Stored data:
------------------------------------------------------------------------

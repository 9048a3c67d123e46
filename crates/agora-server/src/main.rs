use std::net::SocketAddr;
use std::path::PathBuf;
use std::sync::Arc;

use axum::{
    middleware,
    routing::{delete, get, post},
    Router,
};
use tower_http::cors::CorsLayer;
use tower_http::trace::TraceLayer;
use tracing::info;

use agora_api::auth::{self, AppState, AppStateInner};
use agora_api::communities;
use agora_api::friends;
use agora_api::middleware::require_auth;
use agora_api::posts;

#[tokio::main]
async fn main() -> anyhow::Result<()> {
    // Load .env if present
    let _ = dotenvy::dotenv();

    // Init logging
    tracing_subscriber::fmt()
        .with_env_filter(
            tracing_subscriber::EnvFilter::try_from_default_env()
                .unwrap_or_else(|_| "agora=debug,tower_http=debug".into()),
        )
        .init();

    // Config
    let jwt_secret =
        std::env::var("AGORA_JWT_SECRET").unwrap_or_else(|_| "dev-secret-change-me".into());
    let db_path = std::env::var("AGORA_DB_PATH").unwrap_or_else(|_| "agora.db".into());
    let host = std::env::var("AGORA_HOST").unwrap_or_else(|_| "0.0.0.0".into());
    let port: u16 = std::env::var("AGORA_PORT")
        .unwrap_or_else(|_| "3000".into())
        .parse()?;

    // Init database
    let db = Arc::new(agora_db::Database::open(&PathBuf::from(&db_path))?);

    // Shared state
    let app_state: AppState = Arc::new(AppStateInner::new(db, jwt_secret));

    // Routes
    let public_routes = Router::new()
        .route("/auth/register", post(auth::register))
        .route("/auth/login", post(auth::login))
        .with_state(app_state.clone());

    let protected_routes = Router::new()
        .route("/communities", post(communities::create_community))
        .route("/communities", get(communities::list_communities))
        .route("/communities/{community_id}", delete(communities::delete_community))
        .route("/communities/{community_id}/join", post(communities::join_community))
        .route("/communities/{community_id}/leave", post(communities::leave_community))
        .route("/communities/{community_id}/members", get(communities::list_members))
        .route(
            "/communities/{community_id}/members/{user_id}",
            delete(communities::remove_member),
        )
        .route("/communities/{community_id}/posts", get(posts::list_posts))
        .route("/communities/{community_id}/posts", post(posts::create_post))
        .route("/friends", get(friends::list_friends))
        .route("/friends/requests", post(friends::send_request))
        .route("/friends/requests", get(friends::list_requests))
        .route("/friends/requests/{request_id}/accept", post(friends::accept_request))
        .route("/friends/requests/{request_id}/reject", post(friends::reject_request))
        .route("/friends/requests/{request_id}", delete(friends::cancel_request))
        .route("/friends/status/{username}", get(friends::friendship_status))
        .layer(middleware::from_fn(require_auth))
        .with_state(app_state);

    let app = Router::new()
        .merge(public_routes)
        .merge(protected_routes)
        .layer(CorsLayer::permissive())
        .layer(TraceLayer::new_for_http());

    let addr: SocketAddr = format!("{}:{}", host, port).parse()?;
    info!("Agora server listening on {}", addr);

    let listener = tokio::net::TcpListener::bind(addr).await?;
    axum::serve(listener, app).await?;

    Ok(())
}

------------------------------------------------------------------------

TASK BRIEF: From the first line to the last, write out the data exactly.

WRITTEN SOLUTION:
repository 9048a3c67d123e46
filename crates/agora-server/src/main.rs
use std::net::SocketAddr;
use std::path::PathBuf;
use std::sync::Arc;

use axum::{
    middleware,
    routing::{delete, get, post},
    Router,
};
use tower_http::cors::CorsLayer;
use tower_http::trace::TraceLayer;
use tracing::info;

use agora_api::auth::{self, AppState, AppStateInner};
use agora_api::communities;
use agora_api::friends;
use agora_api::middleware::require_auth;
use agora_api::posts;

#[tokio::main]
async fn main() -> anyhow::Result<()> {
    // Load .env if present
    let _ = dotenvy::dotenv();

    // Init logging
    tracing_subscriber::fmt()
        .with_env_filter(
            tracing_subscriber::EnvFilter::try_from_default_env()
                .unwrap_or_else(|_| "agora=debug,tower_http=debug".into()),
        )
        .init();

    // Config
    let jwt_secret =
        std::env::var("AGORA_JWT_SECRET").unwrap_or_else(|_| "dev-secret-change-me".into());
    let db_path = std::env::var("AGORA_DB_PATH").unwrap_or_else(|_| "agora.db".into());
    let host = std::env::var("AGORA_HOST").unwrap_or_else(|_| "0.0.0.0".into());
    let port: u16 = std::env::var("AGORA_PORT")
        .unwrap_or_else(|_| "3000".into())
        .parse()?;

    // Init database
    let db = Arc::new(agora_db::Database::open(&PathBuf::from(&db_path))?);

    // Shared state
    let app_state: AppState = Arc::new(AppStateInner::new(db, jwt_secret));

    // Routes
    let public_routes = Router::new()
        .route("/auth/register", post(auth::register))
        .route("/auth/login", post(auth::login))
        .with_state(app_state.clone());

    let protected_routes = Router::new()
        .route("/communities", post(communities::create_community))
        .route("/communities", get(communities::list_communities))
        .route("/communities/{community_id}", delete(communities::delete_community))
        .route("/communities/{community_id}/join", post(communities::join_community))
        .route("/communities/{community_id}/leave", post(communities::leave_community))
        .route("/communities/{community_id}/members", get(communities::list_members))
        .route(
            "/communities/{community_id}/members/{user_id}",
            delete(communities::remove_member),
        )
        .route("/communities/{community_id}/posts", get(posts::list_posts))
        .route("/communities/{community_id}/posts", post(posts::create_post))
        .route("/friends", get(friends::list_friends))
        .route("/friends/requests", post(friends::send_request))
        .route("/friends/requests", get(friends::list_requests))
        .route("/friends/requests/{request_id}/accept", post(friends::accept_request))
        .route("/friends/requests/{request_id}/reject", post(friends::reject_request))
        .route("/friends/requests/{request_id}", delete(friends::cancel_request))
        .route("/friends/status/{username}", get(friends::friendship_status))
        .layer(middleware::from_fn(require_auth))
        .with_state(app_state);

    let app = Router::new()
        .merge(public_routes)
        .merge(protected_routes)
        .layer(CorsLayer::permissive())
        .layer(TraceLayer::new_for_http());

    let addr: SocketAddr = format!("{}:{}", host, port).parse()?;
    info!("Agora server listening on {}", addr);

    let listener = tokio::net::TcpListener::bind(addr).await?;
    axum::serve(listener, app).await?;

    Ok(())
}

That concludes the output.